Attached: c0c.jpg (634x650, 45K)

Wrong. C++ is not smart enough to know if an object has been moved from, and will still run the destructors.

So? It won't destruct the resources.

java cant multiple inheritance but c++ cant into circular dependency

C++ can do circular dependencies with header files.

Can I write a kernel from scratch in Rust, though?

no, by the time you finish writing it rust will no longer exist

This, it's like a black hole. Nothing comes out of it and sooner or later it evaporates.

>waaa i write shitty code that has security flaws FUCK C WAAAAAA im given too much freedom WAAAA i want training wheels please mommy give me training wheels

Attached: CFD494CD-6CBB-4175-89D6-D9E81A510EE2.png (548x502, 335K)

NANI

The C Programming Language

Attached: TheCProgrammingLanguage.png (1200x1686, 87K)

Because AT&T and Bell Labs ran an incredibly successful revisionist campaign, to the point where people believe C was the first high level language after assembly.
We had better machines, operating system and languages in the '60s and '70s, long before Unix was created.

C objectively has glaring security issues regardless of whether people look for them or not.
Brain damage such as null terminated strings and array decay shouldn't even exist in the first place.

>believing c programmers can do that
yodaiken.com/2018/06/07/torvalds-on-aliasing/
Daily reminder it's impossible to use C correctly, even Linus doesn't understand the standard and advocates for ignoring it, basically inviting UBs and subtle bugs:
> Don't tell me "the C standard is unclear". The C standard is _clearly_ bogus shit (see above on strict aliasing rules), and when it is bogus garbage, it needs to be explicitly ignored
> The standard simply is not *important*, when it is in direct conflict with reality and reliable code generation.
> I've said this before, and I'll say it again: a standards paper is just so much toilet paper when it conflicts with reality. It has absolutely _zero_ relevance. In fact, I'll take real toilet paper over standards any day, because at least that way I won't have splinters and ink up my arse.
No, you can either support him, basically turning gcc with a set of the compiler options into the de-facto C standard, but then it's no better than other languages without a standard and you're a hostage of the horribly maintained project gcc is. Or you can argue against him, but then you have to somehow show that competent C programmers even exist, because the most famous C programmer in the world is clearly incompetent.

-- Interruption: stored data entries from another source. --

// Copyright AGNTCY Contributors (https://github.com/agntcy)
// SPDX-License-Identifier: Apache-2.0

use std::fmt;
use std::ops::Deref;

use serde::{Deserialize, Serialize};

/// String whose value never shows up in logs or debug output.
#[derive(Clone, Default, PartialEq, Eq, Serialize, Deserialize)]
#[serde(transparent)]
pub struct OpaqueString(String);

impl OpaqueString {
    pub fn new(value: impl Into<String>) -> Self {
        Self(value.into())
    }
}

impl fmt::Debug for OpaqueString {
    fn fmt(&self, f: &mut fmt::Formatter<'_>) -> fmt::Result {
        f.write_str("<redacted>")
    }
}

impl fmt::Display for OpaqueString {
    fn fmt(&self, f: &mut fmt::Formatter<'_>) -> fmt::Result {
        f.write_str("<redacted>")
    }
}

impl Deref for OpaqueString {
    type Target = str;

    fn deref(&self) -> &Self::Target {
        &self.0
    }
}

impl AsRef<str> for OpaqueString {
    fn as_ref(&self) -> &str {
        &self.0
    }
}

impl From<&str> for OpaqueString {
    fn from(value: &str) -> Self {
        Self::new(value)
    }
}
// Copyright AGNTCY Contributors (https://github.com/agntcy)
// SPDX-License-Identifier: Apache-2.0

//! End to end tests of the customer service over TLS.

use std::collections::BTreeMap;
use std::net::SocketAddr;
use std::sync::Arc;

use patron_auth::credentials::BasicCredentials;
use patron_auth::errors::AuthError;
use patron_config::auth::basic::Config as BasicAuthConfig;
use patron_config::grpc::client::ClientConfig;
use patron_config::grpc::errors::ConfigError;
use patron_config::grpc::server::ServerConfig;
use patron_config::tls::client::TlsClientConfig;
use patron_config::tls::provider::initialize_crypto_provider;
use patron_config::tls::server::TlsServerConfig;
use patron_service::api::{Address, CustomerFilter, CustomerRecord, CustomerServiceClient};
use patron_service::client::CustomerClient;
use patron_service::errors::ServiceError;
use patron_service::server::{RpcConfiguration, RpcServer};
use tonic::Code;

static TEST_PATH: &str = concat!(env!("CARGO_MANIFEST_DIR"), "/../config/testdata/tls");

async fn start_server() -> (RpcServer, SocketAddr) {
    initialize_crypto_provider();

    let tls = TlsServerConfig::new()
        .with_cert_file(&format!("{}/server.crt", TEST_PATH))
        .with_key_file(&format!("{}/server.key", TEST_PATH));
    let config = RpcConfiguration::new(
        ServerConfig::with_endpoint("127.0.0.1:0").with_tls_settings(tls),
        BasicAuthConfig::new("john", "doe").with_client_id("42"),
    );

    let mut server = RpcServer::new(config);
    let addr = server.run().await.unwrap();
    (server, addr)
}

fn client_config(addr: SocketAddr) -> ClientConfig {
    let tls = TlsClientConfig::new()
        .with_include_system_ca_certs_pool(false)
        .with_ca_file(&format!("{}/ca.crt", TEST_PATH))
        .with_server_name("localhost");

    ClientConfig::with_endpoint(&format!("https://{}", addr)).with_tls_setting(tls)
}

fn client(addr: SocketAddr, login: &str, password: &str) -> CustomerClient {
    let credentials = Arc::new(BasicCredentials::new(login, password));
    CustomerClient::connect(&client_config(addr), credentials).unwrap()
}

fn shiju() -> CustomerRecord {
    CustomerRecord {
        id: 103,
        name: "Shiju Varghese".to_string(),
        email: "shiju@xyz.com".to_string(),
        phone: "732-757-2923".to_string(),
        addresses: vec![
            Address {
                street: "1 Mission Street".to_string(),
                city: "San Francisco".to_string(),
                state: "CA".to_string(),
                zip: "94105".to_string(),
                is_shipping_address: false,
            },
            Address {
                street: "Greenfield".to_string(),
                city: "Kochi".to_string(),
                state: "KL".to_string(),
                zip: "68356".to_string(),
                is_shipping_address: true,
            },
        ],
    }
}

fn irene() -> CustomerRecord {
    CustomerRecord {
        id: 102,
        name: "Irene Rose".to_string(),
        email: "irene@xyz.com".to_string(),
        phone: "732-757-2924".to_string(),
        addresses: vec![Address {
            street: "1 Mission Street".to_string(),
            city: "San Francisco".to_string(),
            state: "CA".to_string(),
            zip: "94105".to_string(),
            is_shipping_address: true,
        }],
    }
}

#[tokio::test]
async fn test_create_then_list() {
    let (mut server, addr) = start_server().await;
    let mut client = client(addr, "john", "doe");

    let result = client.create_customer(shiju()).await.unwrap();
    assert_eq!(result.id, 103);
    assert!(result.success);

    let result = client.create_customer(irene()).await.unwrap();
    assert_eq!(result.id, 102);

    assert_eq!(client.get_customers("Rose").await.unwrap(), vec![irene()]);
    assert_eq!(
        client.get_customers("").await.unwrap(),
        vec![shiju(), irene()]
    );
    assert!(client.get_customers("rose").await.unwrap().is_empty());

    server.shutdown().unwrap();
}

#[tokio::test]
async fn test_rejected_calls_leave_the_store_untouched() {
    let (mut server, addr) = start_server().await;

    let cases = [("john", "wrong"), ("jane", "doe"), ("", ""), ("john", "")];
    for _ in 0..5 {
        for (login, password) in cases {
            let mut client = client(addr, login, password);

            let status = client.create_customer(shiju()).await.unwrap_err();
            assert_eq!(status.code(), Code::Unauthenticated, "{login}/{password}");

            let status = client.get_customers("").await.unwrap_err();
            assert_eq!(status.code(), Code::Unauthenticated, "{login}/{password}");
        }
    }

    assert!(server.store().is_empty());
    server.shutdown().unwrap();
}

#[tokio::test]
async fn test_rejection_messages() {
    let (mut server, addr) = start_server().await;

    let status = client(addr, "jane", "doe")
        .create_customer(irene())
        .await
        .unwrap_err();
    assert_eq!(status.message(), "unknown user jane");

    let status = client(addr, "john", "nope")
        .create_customer(irene())
        .await
        .unwrap_err();
    assert_eq!(status.message(), "bad password for user john");

    server.shutdown().unwrap();
}

#[tokio::test]
async fn test_calls_without_credentials_are_rejected() {
    let (mut server, addr) = start_server().await;

    let channel = client_config(addr).to_channel().unwrap();
    let mut raw = CustomerServiceClient::new(channel);

    let status = raw.create_customer(shiju()).await.unwrap_err();
    assert_eq!(status.code(), Code::Unauthenticated);
    assert_eq!(status.message(), "missing credentials");

    let status = raw
        .get_customers(CustomerFilter::default())
        .await
        .unwrap_err();
    assert_eq!(status.code(), Code::Unauthenticated);

    assert!(server.store().is_empty());
    server.shutdown().unwrap();
}

#[tokio::test]
async fn test_credentials_refused_without_tls() {
    let config = ClientConfig::with_endpoint("127.0.0.1:7777")
        .with_tls_setting(TlsClientConfig::insecure());
    let credentials = Arc::new(BasicCredentials::new("john", "doe"));

    let res = CustomerClient::connect(&config, credentials);
    assert!(matches!(
        res,
        Err(ServiceError::ConfigError(ConfigError::AuthError(
            AuthError::InsecureTransport
        )))
    ));
}

#[tokio::test]
async fn test_concurrent_creates_are_all_kept() {
    let (mut server, addr) = start_server().await;
    let client = client(addr, "john", "doe");

    let tasks: Vec<_> = (0..50)
        .map(|id| {
            let mut client = client.clone();
            tokio::spawn(async move {
                let record = CustomerRecord {
                    id,
                    name: format!("customer {id}"),
                    email: format!("customer{id}@xyz.com"),
                    ..Default::default()
                };
                client.create_customer(record).await
            })
        })
        .collect();

    for task in tasks {
        assert!(task.await.unwrap().unwrap().success);
    }

    let records = client.clone().get_customers("customer").await.unwrap();
    assert_eq!(records.len(), 50);

    let by_id: BTreeMap<i32, CustomerRecord> = records.into_iter().map(|r| (r.id, r)).collect();
    for id in 0..50 {
        let record = &by_id[&id];
        assert_eq!(record.name, format!("customer {id}"));
        assert_eq!(record.email, format!("customer{id}@xyz.com"));
    }

    assert_eq!(server.store().len(), 50);
    server.shutdown().unwrap();
}

#[tokio::test]
async fn test_server_rejects_plaintext_clients() {
    let (mut server, addr) = start_server().await;

    let config = ClientConfig::with_endpoint(&format!("http://{}", addr))
        .with_tls_setting(TlsClientConfig::insecure());
    let mut raw = CustomerServiceClient::new(config.to_channel().unwrap());

    assert!(raw.create_customer(irene()).await.is_err());
    assert!(server.store().is_empty());
    server.shutdown().unwrap();
}
// Copyright AGNTCY Contributors (https://github.com/agntcy)
// SPDX-License-Identifier: Apache-2.0

pub mod basic;
// Copyright AGNTCY Contributors (https://github.com/agntcy)
// SPDX-License-Identifier: Apache-2.0

pub mod auth;
pub mod component;
pub mod grpc;
pub mod opaque;
pub mod tls;
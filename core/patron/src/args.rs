// Copyright AGNTCY Contributors (https://github.com/agntcy)
// SPDX-License-Identifier: Apache-2.0

use std::time::Duration;

use clap::{Parser, Subcommand};

/// Authenticated customer record service
#[derive(Parser, Debug)]
#[command(name = "patron", about, long_about = None)]
pub struct Args {
    #[command(subcommand)]
    command: Command,
}

impl Args {
    pub fn command(&self) -> &Command {
        &self.command
    }

    pub fn into_command(self) -> Command {
        self.command
    }
}

#[derive(Subcommand, Debug)]
pub enum Command {
    /// Run the customer service, and the HTTP gateway when configured
    Serve {
        /// Configuration file
        #[arg(short, long, value_name = "FILE", env = "PATRON_CONFIG")]
        config: String,
    },

    /// Call a running customer service
    #[command(alias = "c")]
    Customers(CustomersArgs),

    /// Print version information
    Version,
}

#[derive(clap::Args, Debug)]
pub struct CustomersArgs {
    #[command(flatten)]
    pub connection: ConnectionArgs,

    #[command(subcommand)]
    pub command: CustomersCommand,
}

#[derive(clap::Args, Debug, Clone)]
pub struct ConnectionArgs {
    /// Customer service endpoint (host:port)
    #[arg(short, long, env = "PATRON_SERVER", default_value = "localhost:7777")]
    pub server: String,

    /// Login sent with every call
    #[arg(short, long, env = "PATRON_LOGIN")]
    pub login: String,

    /// Password sent with every call
    #[arg(short, long, env = "PATRON_PASSWORD", hide_env_values = true)]
    pub password: String,

    /// Per-call timeout (e.g. 15s, 1m)
    #[arg(long, default_value = "15s", value_parser = parse_duration)]
    pub timeout: Duration,

    /// CA certificate used to verify the server, instead of the system roots
    #[arg(long = "tls.ca_file", env = "PATRON_TLS_CA_FILE")]
    pub tls_ca_file: Option<String>,

    /// Name expected in the server certificate, if not the endpoint host
    #[arg(long = "tls.server_name")]
    pub tls_server_name: Option<String>,
}

#[derive(Subcommand, Debug)]
pub enum CustomersCommand {
    /// Create a customer from its JSON representation
    Create {
        /// The record, e.g. '{"id": 1, "name": "Irene Rose"}'
        #[arg(long)]
        json: String,
    },

    /// List customers whose name contains the keyword
    #[command(alias = "ls")]
    List {
        /// Case-sensitive name fragment. Empty lists everything.
        #[arg(short, long, default_value = "")]
        keyword: String,
    },

    /// Create two sample customers and list them back
    Demo,
}

fn parse_duration(value: &str) -> Result<Duration, String> {
    duration_str::parse(value).map_err(|e| e.to_string())
}

#[cfg(test)]
mod tests {
    use clap::CommandFactory;

    use super::*;

    #[test]
    fn test_command_definition() {
        <Args as CommandFactory>::command().debug_assert();
    }

    #[test]
    fn test_serve() {
        let args = Args::try_parse_from(["patron", "serve", "--config", "patron.yaml"]).unwrap();
        assert!(matches!(
            args.command(),
            Command::Serve { config } if config == "patron.yaml"
        ));
    }

    #[test]
    fn test_customers() {
        let args = Args::try_parse_from([
            "patron",
            "customers",
            "--login",
            "john",
            "--password",
            "doe",
            "--timeout",
            "2s",
            "--tls.ca_file",
            "ca.crt",
            "list",
            "--keyword",
            "Rose",
        ])
        .unwrap();

        let Command::Customers(customers) = args.into_command() else {
            panic!("expected the customers command");
        };
        assert_eq!(customers.connection.server, "localhost:7777");
        assert_eq!(customers.connection.login, "john");
        assert_eq!(customers.connection.timeout, Duration::from_secs(2));
        assert_eq!(customers.connection.tls_ca_file.as_deref(), Some("ca.crt"));
        assert!(matches!(
            customers.command,
            CustomersCommand::List { keyword } if keyword == "Rose"
        ));
    }

    #[test]
    fn test_invalid_timeout() {
        let res = Args::try_parse_from([
            "patron",
            "customers",
            "-l",
            "john",
            "-p",
            "doe",
            "--timeout",
            "soon",
            "demo",
        ]);
        assert!(res.is_err());
    }
}
// Copyright AGNTCY Contributors (https://github.com/agntcy)
// SPDX-License-Identifier: Apache-2.0

pub const BUILD_INFO: BuildInfo = BuildInfo {
    date: env!("BUILD_DATE"),
    git_sha: env!("GIT_SHA"),
    profile: env!("PROFILE"),
    version: env!("VERSION"),
};

#[derive(Copy, Clone, Debug, Default, PartialEq, Eq)]
pub struct BuildInfo {
    pub date: &'static str,
    pub git_sha: &'static str,
    pub profile: &'static str,
    pub version: &'static str,
}

impl std::fmt::Display for BuildInfo {
    fn fmt(&self, f: &mut std::fmt::Formatter<'_>) -> std::fmt::Result {
        write!(
            f,
            "Version:\t{}\nBuild Date:\t{}\nGit SHA:\t{}\nProfile:\t{}",
            self.version, self.date, self.git_sha, self.profile
        )
    }
}
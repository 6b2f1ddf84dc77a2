// Copyright AGNTCY Contributors (https://github.com/agntcy)
// SPDX-License-Identifier: Apache-2.0

//! Login/password authentication for gRPC calls.
//!
//! The server side validates the `login` and `password` metadata entries of
//! every incoming call through an [`interceptor::AuthInterceptor`], which
//! attaches the resulting [`identity::ClientId`] to the request extensions.
//! The client side attaches the same entries through a
//! [`credentials::CredentialsInterceptor`].

pub mod credentials;
pub mod errors;
pub mod identity;
pub mod interceptor;

/// Metadata key carrying the caller login.
pub const LOGIN_KEY: &str = "login";

/// Metadata key carrying the caller password.
pub const PASSWORD_KEY: &str = "password";
// Copyright AGNTCY Contributors (https://github.com/agntcy)
// SPDX-License-Identifier: Apache-2.0

/// Resolves when the process is asked to stop.
pub async fn shutdown() {
    imp::shutdown().await
}

#[cfg(unix)]
mod imp {
    use tokio::signal::unix::{SignalKind, signal};
    use tracing::{error, info};

    pub(super) async fn shutdown() {
        tokio::select! {
            // this will handle interrupt signal by users
            _ = sig(SignalKind::interrupt(), "SIGINT") => {}
            // this will handle SIGTERM signal
            // e.g. k8s send this signal to stop the container
            _ = sig(SignalKind::terminate(), "SIGTERM") => {}
        };
    }

    async fn sig(kind: SignalKind, name: &str) {
        let mut stream = match signal(kind) {
            Ok(stream) => stream,
            Err(e) => {
                error!(target: "patron::signal", error = %e, "failed to register {} handler", name);
                return std::future::pending().await;
            }
        };

        stream.recv().await;
        info!(
            target: "patron::signal",
            "received signal {}, starting shutdown",
            name,
        );
    }
}

#[cfg(not(unix))]
mod imp {
    use tracing::{error, info};

    pub(super) async fn shutdown() {
        let mut stream = match tokio::signal::windows::ctrl_c() {
            Ok(stream) => stream,
            Err(e) => {
                error!(target: "patron::signal", error = %e, "failed to register Ctrl-C handler");
                return std::future::pending().await;
            }
        };

        stream.recv().await;
        info!(
            target: "patron::signal",
            "received signal Ctrl-C, starting shutdown",
        );
    }
}
// Copyright AGNTCY Contributors (https://github.com/agntcy)
// SPDX-License-Identifier: Apache-2.0

pub mod client;
pub mod errors;
pub mod server;
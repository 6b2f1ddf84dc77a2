// Copyright AGNTCY Contributors (https://github.com/agntcy)
// SPDX-License-Identifier: Apache-2.0

use std::sync::Arc;

use patron_auth::identity::ClientId;
use tonic::{Request, Response, Status};
use tracing::debug;

use crate::api::{CreateResult, CustomerFilter, CustomerRecord, CustomerService};
use crate::query::{self, CustomerStream};
use crate::store::RecordStore;

/// gRPC handler for the customer service.
///
/// Every call must carry the [`ClientId`] set by the authentication
/// interceptor, otherwise it is rejected before touching the store.
#[derive(Debug, Clone)]
pub struct CustomerHandler {
    store: Arc<RecordStore>,
}

impl CustomerHandler {
    pub fn new(store: Arc<RecordStore>) -> Self {
        Self { store }
    }

    pub fn store(&self) -> &Arc<RecordStore> {
        &self.store
    }
}

fn client_id<T>(request: &Request<T>) -> Result<ClientId, Status> {
    request
        .extensions()
        .get::<ClientId>()
        .cloned()
        .ok_or_else(|| Status::unauthenticated("missing credentials"))
}

#[tonic::async_trait]
impl CustomerService for CustomerHandler {
    type GetCustomersStream = CustomerStream;

    async fn create_customer(
        &self,
        request: Request<CustomerRecord>,
    ) -> Result<Response<CreateResult>, Status> {
        let client_id = client_id(&request)?;
        let record = request.into_inner();

        debug!(%client_id, id = record.id, "create customer");
        Ok(Response::new(self.store.append(record)))
    }

    async fn get_customers(
        &self,
        request: Request<CustomerFilter>,
    ) -> Result<Response<Self::GetCustomersStream>, Status> {
        let client_id = client_id(&request)?;
        let filter = request.into_inner();

        debug!(%client_id, keyword = %filter.keyword, "get customers");
        Ok(Response::new(query::stream_customers(&self.store, filter)))
    }
}
// Copyright AGNTCY Contributors (https://github.com/agntcy)
// SPDX-License-Identifier: Apache-2.0

//! HTTP/JSON front end of the customer service.
//!
//! Each route maps to one RPC of the customer service. Request bodies are
//! decoded from the protobuf JSON mapping, an allow-listed subset of the
//! HTTP headers is forwarded as gRPC metadata, and gRPC statuses are turned
//! back into HTTP statuses.

pub mod config;
pub mod errors;
pub mod headers;
pub mod routes;
pub mod server;
pub mod status;
// Copyright AGNTCY Contributors (https://github.com/agntcy)
// SPDX-License-Identifier: Apache-2.0

use serde::{Deserialize, Serialize};
use tonic::transport::{Certificate, ClientTlsConfig};

use super::common::{Config, ConfigError};
use crate::component::configuration::Configuration;

#[derive(Debug, Deserialize, Serialize, PartialEq, Clone, Default)]
pub struct TlsClientConfig {
    /// The Config struct
    #[serde(flatten, default)]
    pub config: Config,

    /// insecure do not setup a TLS connection
    #[serde(default)]
    pub insecure: bool,

    /// Override the name checked against the server certificate
    #[serde(skip_serializing_if = "Option::is_none")]
    pub server_name: Option<String>,
}

/// Display the ClientConfig
impl std::fmt::Display for TlsClientConfig {
    fn fmt(&self, f: &mut std::fmt::Formatter<'_>) -> std::fmt::Result {
        write!(f, "{:?}", self)
    }
}

impl TlsClientConfig {
    /// Create a new TlsClientConfig
    pub fn new() -> Self {
        TlsClientConfig {
            ..Default::default()
        }
    }

    /// Create insecure TlsClientConfig
    pub fn insecure() -> Self {
        TlsClientConfig {
            insecure: true,
            ..Default::default()
        }
    }

    /// Set insecure (disable TLS)
    pub fn with_insecure(self, insecure: bool) -> Self {
        TlsClientConfig { insecure, ..self }
    }

    /// Set server name
    pub fn with_server_name(self, server_name: &str) -> Self {
        TlsClientConfig {
            server_name: Some(server_name.to_string()),
            ..self
        }
    }

    /// Set CA file
    pub fn with_ca_file(self, ca_file: &str) -> Self {
        TlsClientConfig {
            config: self.config.with_ca_file(ca_file),
            ..self
        }
    }

    /// Set CA pem
    pub fn with_ca_pem(self, ca_pem: &str) -> Self {
        TlsClientConfig {
            config: self.config.with_ca_pem(ca_pem),
            ..self
        }
    }

    /// Set include system CA certs pool
    pub fn with_include_system_ca_certs_pool(self, include_system_ca_certs_pool: bool) -> Self {
        TlsClientConfig {
            config: self
                .config
                .with_include_system_ca_certs_pool(include_system_ca_certs_pool),
            ..self
        }
    }

    /// Build the tonic TLS settings. Returns None when TLS is disabled.
    pub fn load_client_tls_config(&self) -> Result<Option<ClientTlsConfig>, ConfigError> {
        if self.insecure {
            return Ok(None);
        }

        // one-way TLS only
        if self.config.has_cert_or_key() {
            return Err(ConfigError::ClientCertNotSupported);
        }

        let ca = self.config.load_ca()?;
        if ca.is_none() && !self.config.include_system_ca_certs_pool {
            return Err(ConfigError::MissingCa);
        }

        let mut tls = ClientTlsConfig::new();
        if let Some(ca) = ca {
            tls = tls.ca_certificate(Certificate::from_pem(ca));
        }
        if self.config.include_system_ca_certs_pool {
            tls = tls.with_native_roots();
        }

        if let Some(server_name) = &self.server_name {
            tls = tls.domain_name(server_name.clone());
        }

        Ok(Some(tls))
    }
}

impl Configuration for TlsClientConfig {
    type Error = ConfigError;

    fn validate(&self) -> Result<(), Self::Error> {
        self.load_client_tls_config().map(|_| ())
    }
}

>claiming a fucking programming language where it is YOUR FUCKING RESPONSIBILITY to build the goddamn program up and make it secure and usable has "security holes"
I've said it a billion times, I'll say it again: If you think C sucks, you're a shit programmer.

I know this is bait but I'll bite:

People who think this shit in real life are insufferable faggots who have 0 concept of how much abstraction there already is between them programming in "real" languages bare metal. The amount of abstraction that's achieved by going from logic gates to C is fucking astronomical, and you could probably never achieve writing a C compiler from bare metal in your entire life if it weren't for the work of hundreds of years of mathematicians working all this shit out for you. Comparatively, the jump from C to Python is minuscule in the grand scheme of things. Sure it might abstract away a few data structures and make things nicer to use, but it's nothing compared to carefully organizing bits of sand together in such a way that they perform actual computation.

Computer science and abstraction are tied together at the hip. Losers who can't understand that the continuous abstraction of mathematics is the very essence of computing are the most obnoxious fucking faggots in the world. The losers who can't understand that it's actually harder to think abstractly are the funniest of them all. Sure you can do the equivalent of hand-holding a modern abacus. You're not accomplishing anything by reinventing the wheel for the thousandth time, you're just doing it because someone needs some retarded shit to be fast, but you're not furthering the field of computer-science. You're not developing new fucking algorithms in C, you're implementing something that someone (far smarter than you) has already thought of in a slightly different flavor just so you can get a paycheck.